■ Problem details ■
Each line from the start of the entries through the line that contains "to build PokeAPI" should be output exactly, please.

Dataset entries:
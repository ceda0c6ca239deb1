mod about;
mod client;
mod config;
mod error;
mod pokemon;
mod view;

use about::{AboutProps, AboutTab};
use axum::{
    Json, Router, debug_handler,
    extract::{Path, State},
    http::StatusCode,
    routing::get,
};
use client::PokeApiClient;
use config::Config;
use error::AppError;
use std::sync::Arc;
use tracing_subscriber::{layer::SubscriberExt, util::SubscriberInitExt};
use view::AboutView;

struct AppState {
    client: PokeApiClient,
    config: Config,
}

fn load_config() -> Result<Config, AppError> {
    let config_str = include_str!("../config/config.toml");
    toml::from_str(config_str).map_err(|e| {
        tracing::error!("Failed to parse config.toml: {}", e);
        AppError::from(e)
    })
}

#[tokio::main]
async fn main() {
    tracing_subscriber::registry()
        .with(
            tracing_subscriber::EnvFilter::try_from_default_env().unwrap_or_else(|_| {
                // axum logs rejections from built-in extractors with the `axum::rejection`
                // target, at `TRACE` level. `axum::rejection=trace` enables showing those events
                format!(
                    "{}=debug,tower_http=debug,axum::rejection=trace",
                    env!("CARGO_CRATE_NAME")
                )
                .into()
            }),
        )
        .with(tracing_subscriber::fmt::layer())
        .init();

    let config = match load_config() {
        Ok(config) => config,
        Err(e) => {
            tracing::error!("Failed to load configuration: {}", e);
            std::process::exit(1);
        }
    };

    let client = match PokeApiClient::new(&config.pokeapi) {
        Ok(client) => client,
        Err(e) => {
            tracing::error!("Failed to build PokeAPI client: {}", e);
            std::process::exit(1);
        }
    };

    let app_state = Arc::new(AppState { client, config });

    let app = Router::new()
        .route("/pokemon/{id}/about", get(get_about_handler))
        .with_state(app_state);

    let listener = match tokio::net::TcpListener::bind("0.0.0.0:3000").await {
        Ok(listener) => listener,
        Err(e) => {
            tracing::error!("Failed to bind to address 0.0.0.0:3000: {}", e);
            std::process::exit(1);
        }
    };

    tracing::info!("listening on {}", listener.local_addr().unwrap());

    if let Err(e) = axum::serve(listener, app).await {
        tracing::error!("Server error: {}", e);
        std::process::exit(1);
    }
}

// Plays the parent detail view's role: fetch the Pokemon record, resolve
// the species for the generation title, then hand everything to the tab.
#[debug_handler]
async fn get_about_handler(
    State(app_state): State<Arc<AppState>>,
    Path(id): Path<u32>,
) -> (StatusCode, Json<AboutView>) {
    let pokemon = match app_state.client.get_pokemon(id).await {
        Ok(pokemon) => pokemon,
        Err(e) => {
            tracing::error!("Failed to fetch Pokemon ID {}: {}", id, e);
            return (StatusCode::INTERNAL_SERVER_ERROR, Json(AboutView::default()));
        }
    };

    let species = match &pokemon.species {
        Some(species_ref) => match app_state.client.get_species(&species_ref.url).await {
            Ok(species) => Some(species),
            Err(e) => {
                tracing::warn!("Failed to fetch species for {}: {}", pokemon.name, e);
                None
            }
        },
        None => None,
    };

    let props = AboutProps {
        abilities: pokemon.abilities,
        related_pokemon: Vec::new(),
        special_forms: pokemon.forms,
        is_loading_related: false,
        species,
        name: pokemon.name,
        held_items: pokemon.held_items,
    };

    let mut tab = AboutTab::new(props, app_state.config.sprites.image_base_url.clone());
    if let Some(pass) = tab.start_sprite_load() {
        let result = pass.run(&app_state.client).await;
        tab.finish_sprite_load(result);
    }

    (StatusCode::OK, Json(tab.render()))
}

■ Expected output ■
repository ceda0c6ca239deb1
mod about;
mod client;
mod config;
mod error;
mod pokemon;
mod view;

use about::{AboutProps, AboutTab};
use axum::{
    Json, Router, debug_handler,
    extract::{Path, State},
    http::StatusCode,
    routing::get,
};
use client::PokeApiClient;
use config::Config;
use error::AppError;
use std::sync::Arc;
use tracing_subscriber::{layer::SubscriberExt, util::SubscriberInitExt};
use view::AboutView;

struct AppState {
    client: PokeApiClient,
    config: Config,
}

fn load_config() -> Result<Config, AppError> {
    let config_str = include_str!("../config/config.toml");
    toml::from_str(config_str).map_err(|e| {
        tracing::error!("Failed to parse config.toml: {}", e);
        AppError::from(e)
    })
}

#[tokio::main]
async fn main() {
    tracing_subscriber::registry()
        .with(
            tracing_subscriber::EnvFilter::try_from_default_env().unwrap_or_else(|_| {
                // axum logs rejections from built-in extractors with the `axum::rejection`
                // target, at `TRACE` level. `axum::rejection=trace` enables showing those events
                format!(
                    "{}=debug,tower_http=debug,axum::rejection=trace",
                    env!("CARGO_CRATE_NAME")
                )
                .into()
            }),
        )
        .with(tracing_subscriber::fmt::layer())
        .init();

    let config = match load_config() {
        Ok(config) => config,
        Err(e) => {
            tracing::error!("Failed to load configuration: {}", e);
            std::process::exit(1);
        }
    };

    let client = match PokeApiClient::new(&config.pokeapi) {
        Ok(client) => client,
        Err(e) => {
            tracing::error!("Failed to build PokeAPI client: {}", e);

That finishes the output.